Wednesday, May 16, 2018

Giving Back: A Tent Weight tutorial for Vendors and Outdoor Enthusiasts

After nine years of working the local Farmers Markets and outdoor shows, Terry and I have seen it all.  As we have evolved as vendors over the years with our tent set up, so have Farmers Market managers.  The days of using large pieces of iron, gallon jugs of sand, barbell weights and other heavy items tied to a tent to hold it down are numbered, now that market managers are encouraging vendors to properly weight down their tents and to conform to a more uniform standard.  More and more market managers are enforcing this standard and have gone from encouraging it to making it mandatory.

Many vendors have moved to weight bags as a solution, and although there are many ways to accomplish this, some have drawbacks.  For example, filling weight bags with sand seems like a great idea in theory, and we have done this ourselves.  However, we have learned over time that this is not the best long-term strategy.  Bare sand in a weight bag eventually causes friction against the sewn seams, and after a year of use, the sand begins working its way through the bag eventually eroding the seams, causing a hole and sand leakage. In addition, rain causes wet sandbags. Couple this with the friction and they create dust and grit which permeate the bags making them dirty to handle and problematic when placed in your clean vehicle for transport.

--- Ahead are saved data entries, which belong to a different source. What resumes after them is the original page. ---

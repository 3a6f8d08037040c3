//! Load: config file discovery and TOML parsing.

use std::fs;
use std::path::{Path, PathBuf};

use crate::error::{Error, Result};

use super::model::Config;

pub const CONFIG_FILE_ENV: &str = "PRETTYLOG_CONFIG_FILE";
const CONFIG_DIR_NAME: &str = "prettylog";
const CONFIG_FILE_NAME: &str = "config.toml";

/// Where the configuration comes from.
#[derive(Debug, Clone, PartialEq, Eq)]
pub enum ConfigSource {
    /// Given on the command line or through the environment; must exist
    Explicit(PathBuf),
    /// The per-user default location; may be absent
    Default(PathBuf),
    /// No config directory on this platform
    None,
}

impl ConfigSource {
    /// Priority: flag > environment variable > user config dir
    pub fn locate(flag: Option<&Path>) -> Self {
        if let Some(path) = flag {
            return ConfigSource::Explicit(path.to_path_buf());
        }
        if let Some(path) = std::env::var_os(CONFIG_FILE_ENV).filter(|p| !p.is_empty()) {
            return ConfigSource::Explicit(PathBuf::from(path));
        }
        match default_config_path() {
            Some(path) => ConfigSource::Default(path),
            None => ConfigSource::None,
        }
    }
}

pub fn default_config_path() -> Option<PathBuf> {
    dirs::config_dir().map(|dir| dir.join(CONFIG_DIR_NAME).join(CONFIG_FILE_NAME))
}

impl Config {
    /// Load and validate the configuration from `source`.
    pub fn load(source: &ConfigSource) -> Result<Self> {
        let config = match source {
            ConfigSource::Explicit(path) => {
                tracing::info!("Loading configuration from: {}", path.display());
                Self::from_file(path)?
            }
            ConfigSource::Default(path) if path.exists() => {
                tracing::info!("Loading configuration from: {}", path.display());
                Self::from_file(path)?
            }
            ConfigSource::Default(path) => {
                tracing::debug!("Config file not found at {}, using defaults", path.display());
                Self::default()
            }
            ConfigSource::None => {
                tracing::debug!("No config directory available, using defaults");
                Self::default()
            }
        };

        config.validate().map_err(Error::InvalidConfig)?;
        Ok(config)
    }

    /// Load configuration from TOML file
    pub fn from_file(path: &Path) -> Result<Self> {
        let contents = fs::read_to_string(path).map_err(|source| Error::ConfigRead {
            path: path.to_path_buf(),
            source,
        })?;

        toml::from_str(&contents).map_err(|source| Error::ConfigParse {
            path: path.to_path_buf(),
            source,
        })
    }
}
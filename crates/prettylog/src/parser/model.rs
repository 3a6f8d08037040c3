use std::collections::HashMap;
use thiserror::Error;
use serde::{Serialize, Deserialize};
use chrono::{DateTime, FixedOffset};


/// Renderer-state family a recognizer belongs to.
///
/// Prefix adapters report the family of the recognizer they delegate to,
/// so a docker-compose wrapped JSON line shares unchanged-field memory
/// with a bare JSON line.
#[derive(Debug, Clone, Copy, PartialEq, Eq, Hash, PartialOrd, Ord, Serialize, Deserialize)]
#[serde(rename_all = "snake_case")]
pub enum LogFormat {
    /// JSON object lines
    Json,
    /// Logfmt key=value lines (logrus TextFormatter, go-kit, ...)
    Logfmt,
}

impl LogFormat {
    pub fn as_str(&self) -> &'static str {
        match self {
            LogFormat::Json => "json",
            LogFormat::Logfmt => "logfmt",
        }
    }
}

#[derive(Debug, Error, PartialEq, Eq)]
pub enum ParseError {
    #[error("Invalid format: {0}")]
    InvalidFormat(String),

    #[error("Non-UTF8 content")]
    NonUtf8,

    #[error("Parse failed: {0}")]
    ParseFailed(String),

    #[error("Prefix not present")]
    NoMatch,
}

/// Source keys that were claimed by the time/message/level roles.
///
/// Kept so that `--skip` can hide a role by the key it came from.
#[derive(Debug, Clone, Default, PartialEq, Eq, Serialize)]
pub struct RoleKeys {
    pub time: Option<String>,
    pub message: Option<String>,
    pub level: Option<String>,
}

/// One log line, parsed.
#[derive(Debug, Clone, Default, Serialize)]
pub struct StructuredEvent {
    /// Application-provided timestamp, offset preserved as written
    pub timestamp: Option<DateTime<FixedOffset>>,

    /// Main log message
    pub message: Option<String>,

    /// Free-form level string (info, warn, error, ...)
    pub level: Option<String>,

    /// Remaining key/value pairs. Order is irrelevant, the renderer sorts.
    pub fields: HashMap<String, String>,

    #[serde(skip)]
    pub role_keys: RoleKeys,
}

impl StructuredEvent {
    pub fn field(&self, key: &str) -> Option<&str> {
        self.fields.get(key).map(String::as_str)
    }
}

We also tried the novel idea of filling empty 2-liter bottles with sand and placing them in the weight bags.  This worked very well for a while until the sand eventually broke through the thin walls of the plastic bottles into the weight bags, taking us back to square one.  Eventually, we came across vendors who had a hardware store make weights for their tent bags which solved these problems.  Their bags remained clean on both outside and inside and lasted for years of service.  Last year we had weights made by a local hardware store, which were great, but the cost of labor and materials was pretty steep.  Tent weights for us are somewhat of a capital expense, and since I had to get a new set made for our second tent, I determined to do the labor myself, saving about $65 doing so.  In order to give back to our fellow vendors (and anyone else who uses an outdoor canopy often), I’m gonna give you instruction on how to make these yourself and save money.

What you need (Materials):

4 tent weight bags - offers a huge selection of zipper or velcro lined bags as low as $19 for a set of four, each with a two weight compartment. We prefer velcro over metal zippers which can rust.

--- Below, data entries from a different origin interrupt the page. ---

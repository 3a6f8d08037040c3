//! The fixed recognizer chain.
//!
//! Order matters: bare formats first, then prefix adapters. The first
//! recognizer that returns `Ok` owns the line.

use super::formats::{JsonParser, LogfmtParser};
use super::prefix::{split_compose_prefix, split_container_prefix, split_zap_dev_prefix};
use super::traits::*;

/// Field added by the docker-compose adapter
pub const SERVICE_FIELD: &str = "service";
/// Field added by the zap dev adapter
pub const CALLER_FIELD: &str = "caller";

#[derive(Debug, Clone, Copy, PartialEq, Eq, Hash)]
pub enum Recognizer {
    Json,
    Logfmt,
    /// CRI or docker-compose prefix around a JSON payload
    ContainerJson,
    /// CRI or docker-compose prefix around a logfmt payload
    ContainerLogfmt,
    /// zap development encoder banner followed by a JSON body
    ZapDevJson,
}

impl Recognizer {
    pub const CHAIN: [Recognizer; 5] = [
        Recognizer::Json,
        Recognizer::Logfmt,
        Recognizer::ContainerJson,
        Recognizer::ContainerLogfmt,
        Recognizer::ZapDevJson,
    ];

    /// Parser for the payload once any prefix is removed.
    fn payload_parser(&self) -> &'static dyn LogParser {
        match self {
            Recognizer::Json | Recognizer::ContainerJson | Recognizer::ZapDevJson => &JsonParser,
            Recognizer::Logfmt | Recognizer::ContainerLogfmt => &LogfmtParser,
        }
    }

    /// Renderer-state family of the recognized payload.
    pub fn format(&self) -> LogFormat {
        self.payload_parser().format()
    }

    pub fn as_str(&self) -> &'static str {
        match self {
            Recognizer::Json => "json",
            Recognizer::Logfmt => "logfmt",
            Recognizer::ContainerJson => "container_json",
            Recognizer::ContainerLogfmt => "container_logfmt",
            Recognizer::ZapDevJson => "zap_dev_json",
        }
    }

    pub fn try_handle(&self, line: &[u8], candidates: FieldCandidates<'_>) -> Result<StructuredEvent, ParseError> {
        let parser = self.payload_parser();
        match self {
            Recognizer::Json | Recognizer::Logfmt => parser.parse(line, candidates),
            Recognizer::ContainerJson | Recognizer::ContainerLogfmt => parse_container(line, parser, candidates),
            Recognizer::ZapDevJson => parse_zap_dev(line, parser, candidates),
        }
    }
}

fn parse_container(
    line: &[u8],
    inner: &dyn LogParser,
    candidates: FieldCandidates<'_>,
) -> Result<StructuredEvent, ParseError> {
    if let Some(split) = split_container_prefix(line) {
        let mut event = inner.parse(split.payload, candidates)?;
        if event.timestamp.is_none() {
            event.timestamp = Some(split.timestamp);
        }
        return Ok(event);
    }

    if let Some((service, payload)) = split_compose_prefix(line) {
        let mut event = inner.parse(&payload, candidates)?;
        event.fields.entry(SERVICE_FIELD.to_string()).or_insert(service);
        return Ok(event);
    }

    Err(ParseError::NoMatch)
}

fn parse_zap_dev(
    line: &[u8],
    body: &dyn LogParser,
    candidates: FieldCandidates<'_>,
) -> Result<StructuredEvent, ParseError> {
    let banner = split_zap_dev_prefix(line).ok_or(ParseError::NoMatch)?;
    let mut event = body.parse(banner.body, candidates)?;

    // The banner is authoritative for the three roles; keys are zap's own names
    event.timestamp = Some(banner.timestamp);
    event.level = Some(banner.level);
    event.message = Some(banner.message.to_string());
    event.role_keys.time = Some("ts".to_string());
    event.role_keys.level = Some("level".to_string());
    event.role_keys.message = Some("msg".to_string());
    event.fields.insert(CALLER_FIELD.to_string(), banner.caller.to_string());

    Ok(event)
}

One 10 foot section of 3” PVC Pipe (around $20) – I found 2-foot lengths of PVC pipe at our local Home Depot for around $5.50 each.  Since each of my weight bag’s compartments accommodate the length of one foot plus the end caps, this worked out well.  You will need 8 pieces of PVC pipe to outfit your weight bags so you can cut two-foot sections in half yourself, cut the larger pipe into suitable lengths or have an associate cut them for you (which I did). Note: While 3” thickness is standard, your bags may accommodate a wider or thinner width of pipe, so choose accordingly.

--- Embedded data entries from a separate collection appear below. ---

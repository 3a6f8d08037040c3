//! Render module: turns parsed events into styled terminal lines.

pub mod style;
pub mod options;
pub mod renderer;

pub use options::RenderOptions;
pub use renderer::{Renderer, RendererState};
pub use style::{ColorMode, Palette, Style};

Sixteen 3” PVC Pipe Caps (around $4.50 each) – (Your biggest expense) A larger local hardware store should have these in quantity, but even our local Home Depot only had so many, and I cleaned them out of their supply.  You may need to go to several stores to get a total of 16.

1 Large Bag of Play Sand (around $2.50)

Tools Needed:

A Hammer or Mallet
A small block of wood 2X4
A small scoop

Once you’ve acquired your weight bags, measure the length of one of the compartments.  You may need a foot or more of pipe depending on what bags you get. An easier way to do this is to bring one of your bags with you to the hardware store, take a smaller length of PVC and place a cap on the end.  Then place the end cap and pipe into one of the bag’s two compartments and judge how much length you need, leaving enough room to close the bag securely.  Most hardware stores sell 10-foot lengths of pipe, but as I mentioned above, I was able to find 2-foot lengths which could be split in half.  If one-foot lengths work for you, fine.  If your bags are longer, you will need to cut exact lengths from the larger piece of pipe. NOTE: It is very important to take the end caps in consideration for your measurements to prevent your weight from being too long to fit the bag!

When you are ready to assemble the weights, take a length of cut pipe and place it into one of the end caps. Set the wooden block on the open part of the tube and pound it firmly into the end cap.  Because of their tight fit, you will not need any adhesive to keep them secured, which saves a bit of cash.

Once you have your eight tubes with end caps assembled, fill each tube with sand.  Tamp the sand down with your fingers or by lifting each tube and slamming it to the ground.  Place more sand in until you fill it with as much as it will take.  Clean the sand off the edges of the pipe. Then place another end cap on the pipe and tap it in place using the wood block and hammer. 

Place your completed weights into your weight bag, and seal closed with the velcro closure.

There you have it!

The total cost of materials:

Tent bags around $20, PVC Pipe approx. $20, End Caps approx. $72, Sand $2.50 = approx. $115
It cost me about $180 to have weights made by the hardware store.  Savings: $65

While $115 is nothing to sneeze at for most vendors, the cost savings, and convenience of having permanent (and market compliant) weights for your tent/canopy make it well worth the money spent.  The weights themselves will outlast your weight bags through the wear and tear of the market season, and after several years of use, your only added expense would be replacing torn or worn out tent bags as needed.
I hope that this simple tutorial is of benefit to you.  Thank you for taking the time to read it. Be well!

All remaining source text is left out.